#### Dataset records:
^^^^

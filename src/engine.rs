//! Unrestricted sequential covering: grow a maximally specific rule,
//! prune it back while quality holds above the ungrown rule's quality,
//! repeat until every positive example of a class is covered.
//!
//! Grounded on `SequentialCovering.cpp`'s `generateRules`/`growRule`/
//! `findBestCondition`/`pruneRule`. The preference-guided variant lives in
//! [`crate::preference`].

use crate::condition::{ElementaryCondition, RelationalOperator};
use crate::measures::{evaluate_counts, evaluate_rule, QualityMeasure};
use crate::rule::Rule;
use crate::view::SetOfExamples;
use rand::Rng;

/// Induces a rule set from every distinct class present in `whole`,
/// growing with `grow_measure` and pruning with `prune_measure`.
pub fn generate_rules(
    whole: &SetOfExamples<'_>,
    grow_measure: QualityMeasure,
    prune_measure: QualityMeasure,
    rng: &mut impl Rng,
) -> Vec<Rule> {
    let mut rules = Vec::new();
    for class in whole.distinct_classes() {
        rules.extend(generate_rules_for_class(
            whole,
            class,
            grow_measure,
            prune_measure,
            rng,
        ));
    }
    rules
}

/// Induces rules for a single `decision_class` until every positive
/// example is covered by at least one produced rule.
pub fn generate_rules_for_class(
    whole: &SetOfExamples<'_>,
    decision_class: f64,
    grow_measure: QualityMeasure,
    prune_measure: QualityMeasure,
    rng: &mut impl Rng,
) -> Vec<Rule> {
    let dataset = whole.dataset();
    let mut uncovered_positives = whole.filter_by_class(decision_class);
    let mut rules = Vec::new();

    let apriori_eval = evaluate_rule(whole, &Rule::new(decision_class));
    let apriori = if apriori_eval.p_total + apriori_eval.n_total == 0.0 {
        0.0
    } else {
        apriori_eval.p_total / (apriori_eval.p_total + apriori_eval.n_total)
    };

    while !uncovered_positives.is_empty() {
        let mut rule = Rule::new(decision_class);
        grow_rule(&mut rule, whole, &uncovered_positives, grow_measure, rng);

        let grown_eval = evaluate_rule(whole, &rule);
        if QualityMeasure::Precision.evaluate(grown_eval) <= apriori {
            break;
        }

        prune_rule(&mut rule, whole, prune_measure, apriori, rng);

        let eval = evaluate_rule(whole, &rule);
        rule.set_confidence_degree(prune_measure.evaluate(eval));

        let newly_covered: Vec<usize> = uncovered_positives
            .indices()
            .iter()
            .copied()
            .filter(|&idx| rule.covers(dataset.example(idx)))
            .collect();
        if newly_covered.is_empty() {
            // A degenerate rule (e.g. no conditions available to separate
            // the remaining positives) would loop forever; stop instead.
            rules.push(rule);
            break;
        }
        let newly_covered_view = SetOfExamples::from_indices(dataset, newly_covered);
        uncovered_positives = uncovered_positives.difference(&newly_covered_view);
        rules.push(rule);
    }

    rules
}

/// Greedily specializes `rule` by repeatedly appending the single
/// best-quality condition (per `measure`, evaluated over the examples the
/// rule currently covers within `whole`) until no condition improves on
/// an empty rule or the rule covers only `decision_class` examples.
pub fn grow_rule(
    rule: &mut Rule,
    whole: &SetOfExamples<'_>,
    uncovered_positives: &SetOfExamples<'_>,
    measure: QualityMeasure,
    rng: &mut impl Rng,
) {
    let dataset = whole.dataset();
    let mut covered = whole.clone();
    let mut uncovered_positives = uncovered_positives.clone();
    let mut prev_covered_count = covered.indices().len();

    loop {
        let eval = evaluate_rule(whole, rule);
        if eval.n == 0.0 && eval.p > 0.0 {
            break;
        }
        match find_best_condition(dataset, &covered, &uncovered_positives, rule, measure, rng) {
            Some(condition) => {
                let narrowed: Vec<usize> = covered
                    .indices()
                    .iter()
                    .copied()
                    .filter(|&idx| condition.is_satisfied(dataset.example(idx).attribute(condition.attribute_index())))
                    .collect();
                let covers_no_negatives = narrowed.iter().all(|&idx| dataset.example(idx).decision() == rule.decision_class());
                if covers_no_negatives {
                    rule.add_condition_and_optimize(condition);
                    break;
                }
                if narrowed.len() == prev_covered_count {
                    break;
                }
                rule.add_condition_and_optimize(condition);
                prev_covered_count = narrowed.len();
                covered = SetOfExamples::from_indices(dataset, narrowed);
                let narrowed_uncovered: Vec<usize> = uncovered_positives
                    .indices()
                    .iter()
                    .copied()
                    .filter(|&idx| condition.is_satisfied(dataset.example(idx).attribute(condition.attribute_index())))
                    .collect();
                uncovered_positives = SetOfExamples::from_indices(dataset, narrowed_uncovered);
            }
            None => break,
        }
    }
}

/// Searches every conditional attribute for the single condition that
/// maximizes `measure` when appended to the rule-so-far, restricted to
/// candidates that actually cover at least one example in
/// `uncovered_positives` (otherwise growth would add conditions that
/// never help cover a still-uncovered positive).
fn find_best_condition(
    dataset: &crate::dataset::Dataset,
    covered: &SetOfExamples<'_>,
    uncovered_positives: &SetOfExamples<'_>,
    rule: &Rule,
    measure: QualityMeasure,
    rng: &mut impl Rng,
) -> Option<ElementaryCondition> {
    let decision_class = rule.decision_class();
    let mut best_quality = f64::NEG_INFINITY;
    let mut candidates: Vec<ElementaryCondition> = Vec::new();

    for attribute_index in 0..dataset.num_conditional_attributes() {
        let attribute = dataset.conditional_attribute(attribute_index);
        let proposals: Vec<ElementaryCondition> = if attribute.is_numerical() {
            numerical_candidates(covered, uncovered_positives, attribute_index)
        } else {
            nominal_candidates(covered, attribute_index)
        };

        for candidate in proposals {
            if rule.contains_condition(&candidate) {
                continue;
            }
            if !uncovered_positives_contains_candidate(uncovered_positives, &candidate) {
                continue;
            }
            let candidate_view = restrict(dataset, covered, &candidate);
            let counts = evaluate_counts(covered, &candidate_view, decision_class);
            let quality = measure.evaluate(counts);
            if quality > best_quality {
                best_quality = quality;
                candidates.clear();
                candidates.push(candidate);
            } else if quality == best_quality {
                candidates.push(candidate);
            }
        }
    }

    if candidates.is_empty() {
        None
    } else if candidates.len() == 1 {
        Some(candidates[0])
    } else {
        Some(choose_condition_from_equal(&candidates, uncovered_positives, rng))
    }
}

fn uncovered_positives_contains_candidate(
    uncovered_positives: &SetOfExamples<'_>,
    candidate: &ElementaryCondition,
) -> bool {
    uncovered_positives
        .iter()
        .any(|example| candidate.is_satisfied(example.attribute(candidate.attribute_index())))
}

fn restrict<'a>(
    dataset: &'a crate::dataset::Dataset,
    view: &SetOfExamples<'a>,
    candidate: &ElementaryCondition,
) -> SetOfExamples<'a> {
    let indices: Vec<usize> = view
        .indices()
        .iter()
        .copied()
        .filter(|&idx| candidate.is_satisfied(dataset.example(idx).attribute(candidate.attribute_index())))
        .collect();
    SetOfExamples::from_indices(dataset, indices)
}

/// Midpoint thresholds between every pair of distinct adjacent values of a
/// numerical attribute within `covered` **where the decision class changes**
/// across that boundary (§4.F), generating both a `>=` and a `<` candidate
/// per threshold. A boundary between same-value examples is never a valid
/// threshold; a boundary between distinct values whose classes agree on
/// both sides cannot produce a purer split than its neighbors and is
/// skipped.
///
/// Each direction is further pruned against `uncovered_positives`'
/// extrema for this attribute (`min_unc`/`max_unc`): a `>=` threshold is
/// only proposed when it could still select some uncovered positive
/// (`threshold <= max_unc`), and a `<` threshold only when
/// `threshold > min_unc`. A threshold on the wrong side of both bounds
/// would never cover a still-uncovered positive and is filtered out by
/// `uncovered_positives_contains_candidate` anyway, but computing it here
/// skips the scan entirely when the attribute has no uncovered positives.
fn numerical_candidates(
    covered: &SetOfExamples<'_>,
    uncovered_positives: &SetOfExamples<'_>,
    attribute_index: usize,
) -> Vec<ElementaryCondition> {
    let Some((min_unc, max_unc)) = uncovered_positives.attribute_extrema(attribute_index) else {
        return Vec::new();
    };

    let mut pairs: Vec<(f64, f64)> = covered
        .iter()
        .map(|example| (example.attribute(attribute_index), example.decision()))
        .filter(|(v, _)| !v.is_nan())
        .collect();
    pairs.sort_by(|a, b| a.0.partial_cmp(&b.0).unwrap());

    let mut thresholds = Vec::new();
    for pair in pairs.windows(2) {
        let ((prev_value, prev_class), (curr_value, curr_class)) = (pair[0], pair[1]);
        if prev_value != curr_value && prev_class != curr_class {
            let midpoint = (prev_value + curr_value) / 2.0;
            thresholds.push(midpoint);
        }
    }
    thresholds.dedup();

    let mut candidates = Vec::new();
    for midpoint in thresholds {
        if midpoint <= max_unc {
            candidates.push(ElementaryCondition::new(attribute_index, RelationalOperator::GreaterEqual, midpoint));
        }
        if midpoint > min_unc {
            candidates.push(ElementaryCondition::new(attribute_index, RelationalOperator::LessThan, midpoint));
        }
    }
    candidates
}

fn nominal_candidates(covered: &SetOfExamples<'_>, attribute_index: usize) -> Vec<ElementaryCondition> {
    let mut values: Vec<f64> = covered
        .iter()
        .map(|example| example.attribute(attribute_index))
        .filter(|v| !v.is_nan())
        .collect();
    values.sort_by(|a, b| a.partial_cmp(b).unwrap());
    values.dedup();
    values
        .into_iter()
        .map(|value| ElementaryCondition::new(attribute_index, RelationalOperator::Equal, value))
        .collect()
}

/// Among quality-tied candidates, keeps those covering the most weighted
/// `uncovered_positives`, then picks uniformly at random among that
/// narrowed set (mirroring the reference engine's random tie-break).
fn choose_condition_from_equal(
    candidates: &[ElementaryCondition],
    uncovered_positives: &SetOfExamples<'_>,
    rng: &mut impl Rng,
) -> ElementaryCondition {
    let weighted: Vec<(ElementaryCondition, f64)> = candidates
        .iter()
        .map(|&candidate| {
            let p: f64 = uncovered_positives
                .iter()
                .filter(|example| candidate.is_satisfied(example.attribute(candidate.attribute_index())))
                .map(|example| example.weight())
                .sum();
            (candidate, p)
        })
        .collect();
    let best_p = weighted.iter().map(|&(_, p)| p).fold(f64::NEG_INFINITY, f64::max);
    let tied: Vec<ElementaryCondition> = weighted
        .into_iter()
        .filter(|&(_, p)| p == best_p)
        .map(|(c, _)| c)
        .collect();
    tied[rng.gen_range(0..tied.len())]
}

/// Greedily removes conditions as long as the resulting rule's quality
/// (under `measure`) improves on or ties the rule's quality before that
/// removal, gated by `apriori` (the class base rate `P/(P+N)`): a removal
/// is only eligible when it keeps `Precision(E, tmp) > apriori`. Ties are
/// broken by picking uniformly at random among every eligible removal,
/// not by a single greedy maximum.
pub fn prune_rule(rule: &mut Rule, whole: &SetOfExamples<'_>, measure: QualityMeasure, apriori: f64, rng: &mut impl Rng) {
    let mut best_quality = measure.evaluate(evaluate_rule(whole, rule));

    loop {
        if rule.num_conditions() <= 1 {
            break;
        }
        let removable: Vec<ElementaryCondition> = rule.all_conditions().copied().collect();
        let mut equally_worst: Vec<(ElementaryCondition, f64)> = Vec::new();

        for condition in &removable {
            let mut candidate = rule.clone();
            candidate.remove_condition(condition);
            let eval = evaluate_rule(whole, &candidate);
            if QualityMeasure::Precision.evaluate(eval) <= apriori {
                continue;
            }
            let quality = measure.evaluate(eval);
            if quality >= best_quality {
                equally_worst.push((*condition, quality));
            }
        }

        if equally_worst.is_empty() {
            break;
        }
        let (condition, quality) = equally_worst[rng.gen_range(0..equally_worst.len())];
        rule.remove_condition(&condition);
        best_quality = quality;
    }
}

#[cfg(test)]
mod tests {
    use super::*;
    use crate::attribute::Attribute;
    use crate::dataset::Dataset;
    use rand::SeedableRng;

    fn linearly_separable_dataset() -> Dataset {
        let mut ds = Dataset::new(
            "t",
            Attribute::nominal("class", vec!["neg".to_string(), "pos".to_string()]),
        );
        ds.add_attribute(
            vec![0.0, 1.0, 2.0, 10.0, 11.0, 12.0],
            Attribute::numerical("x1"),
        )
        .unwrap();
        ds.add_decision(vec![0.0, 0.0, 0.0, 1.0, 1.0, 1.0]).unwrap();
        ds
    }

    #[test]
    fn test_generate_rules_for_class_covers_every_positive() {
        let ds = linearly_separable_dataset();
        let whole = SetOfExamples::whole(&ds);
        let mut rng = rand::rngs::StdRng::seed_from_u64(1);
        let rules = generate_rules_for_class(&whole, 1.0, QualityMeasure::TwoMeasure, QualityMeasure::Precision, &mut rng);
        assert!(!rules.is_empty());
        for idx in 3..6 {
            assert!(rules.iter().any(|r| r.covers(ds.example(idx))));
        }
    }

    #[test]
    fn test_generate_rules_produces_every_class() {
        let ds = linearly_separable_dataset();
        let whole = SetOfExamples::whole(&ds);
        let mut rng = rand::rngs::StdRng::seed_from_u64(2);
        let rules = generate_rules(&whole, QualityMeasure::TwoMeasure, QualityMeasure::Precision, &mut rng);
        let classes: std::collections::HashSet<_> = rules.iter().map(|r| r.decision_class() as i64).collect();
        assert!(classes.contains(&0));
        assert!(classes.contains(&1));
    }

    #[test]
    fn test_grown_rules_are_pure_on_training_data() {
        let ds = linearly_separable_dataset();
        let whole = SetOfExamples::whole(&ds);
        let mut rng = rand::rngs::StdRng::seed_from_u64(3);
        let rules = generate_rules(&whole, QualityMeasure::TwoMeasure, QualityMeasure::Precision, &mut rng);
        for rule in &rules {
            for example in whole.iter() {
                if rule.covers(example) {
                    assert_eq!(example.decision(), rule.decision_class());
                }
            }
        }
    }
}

^^^^

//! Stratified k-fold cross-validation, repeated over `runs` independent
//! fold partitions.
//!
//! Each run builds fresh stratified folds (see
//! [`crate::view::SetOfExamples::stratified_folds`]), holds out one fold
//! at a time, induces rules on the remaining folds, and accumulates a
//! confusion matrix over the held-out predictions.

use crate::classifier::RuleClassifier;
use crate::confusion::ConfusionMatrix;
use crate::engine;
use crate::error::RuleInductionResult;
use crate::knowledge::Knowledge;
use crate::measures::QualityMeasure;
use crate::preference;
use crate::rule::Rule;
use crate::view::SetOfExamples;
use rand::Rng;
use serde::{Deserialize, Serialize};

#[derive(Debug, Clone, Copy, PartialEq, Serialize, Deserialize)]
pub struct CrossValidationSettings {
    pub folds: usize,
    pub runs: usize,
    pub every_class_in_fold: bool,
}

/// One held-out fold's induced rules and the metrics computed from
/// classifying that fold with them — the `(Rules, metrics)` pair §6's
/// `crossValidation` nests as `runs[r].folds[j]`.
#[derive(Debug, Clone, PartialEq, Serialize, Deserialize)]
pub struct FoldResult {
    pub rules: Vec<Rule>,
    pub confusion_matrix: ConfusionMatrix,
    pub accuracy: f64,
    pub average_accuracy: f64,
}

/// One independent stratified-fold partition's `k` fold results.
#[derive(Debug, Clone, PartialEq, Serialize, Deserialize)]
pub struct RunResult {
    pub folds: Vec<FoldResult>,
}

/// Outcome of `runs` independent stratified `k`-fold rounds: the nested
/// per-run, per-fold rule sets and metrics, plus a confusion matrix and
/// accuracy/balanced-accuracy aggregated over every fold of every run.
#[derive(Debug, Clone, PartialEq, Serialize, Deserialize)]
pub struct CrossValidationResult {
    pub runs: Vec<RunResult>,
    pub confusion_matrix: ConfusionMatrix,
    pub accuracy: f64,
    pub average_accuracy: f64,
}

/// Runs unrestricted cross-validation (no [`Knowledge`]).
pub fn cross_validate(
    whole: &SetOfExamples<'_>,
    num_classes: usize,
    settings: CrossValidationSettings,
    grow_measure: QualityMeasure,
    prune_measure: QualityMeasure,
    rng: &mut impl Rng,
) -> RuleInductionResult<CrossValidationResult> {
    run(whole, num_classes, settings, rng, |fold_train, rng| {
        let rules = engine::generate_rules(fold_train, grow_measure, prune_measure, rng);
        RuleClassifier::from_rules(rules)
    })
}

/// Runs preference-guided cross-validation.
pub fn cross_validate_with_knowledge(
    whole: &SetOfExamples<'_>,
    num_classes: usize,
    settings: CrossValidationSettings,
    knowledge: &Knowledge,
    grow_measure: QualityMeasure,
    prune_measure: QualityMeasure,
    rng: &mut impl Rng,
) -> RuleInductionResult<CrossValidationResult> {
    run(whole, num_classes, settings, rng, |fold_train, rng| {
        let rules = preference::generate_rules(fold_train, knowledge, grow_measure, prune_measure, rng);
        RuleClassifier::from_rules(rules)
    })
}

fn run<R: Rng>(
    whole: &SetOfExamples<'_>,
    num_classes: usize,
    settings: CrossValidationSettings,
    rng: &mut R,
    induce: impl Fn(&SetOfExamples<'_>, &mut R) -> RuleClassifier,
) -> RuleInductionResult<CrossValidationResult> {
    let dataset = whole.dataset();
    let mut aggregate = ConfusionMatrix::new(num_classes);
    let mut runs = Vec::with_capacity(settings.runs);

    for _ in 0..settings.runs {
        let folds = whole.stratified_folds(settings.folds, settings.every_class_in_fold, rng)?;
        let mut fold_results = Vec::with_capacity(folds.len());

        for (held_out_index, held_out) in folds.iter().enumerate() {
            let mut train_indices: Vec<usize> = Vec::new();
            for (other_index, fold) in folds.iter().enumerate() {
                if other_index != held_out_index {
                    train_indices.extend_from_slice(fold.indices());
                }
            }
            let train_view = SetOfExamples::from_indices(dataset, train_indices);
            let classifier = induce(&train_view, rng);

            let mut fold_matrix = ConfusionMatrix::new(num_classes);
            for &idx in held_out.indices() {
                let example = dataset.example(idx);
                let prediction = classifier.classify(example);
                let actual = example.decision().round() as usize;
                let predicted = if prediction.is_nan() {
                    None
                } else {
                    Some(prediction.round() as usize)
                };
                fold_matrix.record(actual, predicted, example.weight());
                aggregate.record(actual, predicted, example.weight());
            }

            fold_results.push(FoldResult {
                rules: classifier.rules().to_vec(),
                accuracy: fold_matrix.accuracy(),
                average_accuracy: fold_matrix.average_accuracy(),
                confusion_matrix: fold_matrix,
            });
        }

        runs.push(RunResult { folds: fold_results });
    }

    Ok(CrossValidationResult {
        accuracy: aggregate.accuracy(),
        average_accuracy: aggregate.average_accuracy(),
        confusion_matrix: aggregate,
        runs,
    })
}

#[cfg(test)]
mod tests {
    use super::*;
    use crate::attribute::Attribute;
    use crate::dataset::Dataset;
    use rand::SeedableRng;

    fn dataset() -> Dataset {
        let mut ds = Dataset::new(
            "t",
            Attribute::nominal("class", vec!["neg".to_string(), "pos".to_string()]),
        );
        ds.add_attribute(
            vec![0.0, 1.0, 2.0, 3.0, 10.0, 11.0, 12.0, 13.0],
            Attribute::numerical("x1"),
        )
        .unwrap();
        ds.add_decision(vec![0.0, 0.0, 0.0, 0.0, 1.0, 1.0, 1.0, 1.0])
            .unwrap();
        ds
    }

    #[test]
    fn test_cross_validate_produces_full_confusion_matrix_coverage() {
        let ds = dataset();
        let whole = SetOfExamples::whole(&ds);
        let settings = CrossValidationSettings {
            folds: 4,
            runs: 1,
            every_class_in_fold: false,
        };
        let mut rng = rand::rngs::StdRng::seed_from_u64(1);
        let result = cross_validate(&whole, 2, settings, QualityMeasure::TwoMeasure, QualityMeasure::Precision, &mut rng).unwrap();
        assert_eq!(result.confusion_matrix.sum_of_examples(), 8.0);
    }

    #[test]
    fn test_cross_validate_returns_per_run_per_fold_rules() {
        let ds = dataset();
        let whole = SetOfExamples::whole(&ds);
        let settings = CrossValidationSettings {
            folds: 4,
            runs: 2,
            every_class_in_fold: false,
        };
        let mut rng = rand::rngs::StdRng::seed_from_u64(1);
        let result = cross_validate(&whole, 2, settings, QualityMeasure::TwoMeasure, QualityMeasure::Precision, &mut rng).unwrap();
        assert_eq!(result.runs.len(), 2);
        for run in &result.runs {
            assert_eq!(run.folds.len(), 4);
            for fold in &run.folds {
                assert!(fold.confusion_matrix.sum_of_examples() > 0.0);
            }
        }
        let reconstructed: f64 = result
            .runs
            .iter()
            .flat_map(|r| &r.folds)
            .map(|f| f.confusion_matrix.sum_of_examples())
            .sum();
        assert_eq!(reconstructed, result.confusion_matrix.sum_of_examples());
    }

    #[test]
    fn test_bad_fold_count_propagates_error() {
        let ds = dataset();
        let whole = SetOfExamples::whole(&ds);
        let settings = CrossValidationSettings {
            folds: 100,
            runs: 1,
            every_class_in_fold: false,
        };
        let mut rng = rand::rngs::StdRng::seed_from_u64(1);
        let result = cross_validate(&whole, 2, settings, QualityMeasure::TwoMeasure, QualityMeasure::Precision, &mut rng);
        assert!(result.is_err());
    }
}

^^^^

#### Exercise:
Of all the lines in the data above, show only those that hold the word "never".

#### Response to the task:
/// never help cover a still-uncovered positive).
/// per threshold. A boundary between same-value examples is never a valid
/// would never cover a still-uncovered positive and is filtered out by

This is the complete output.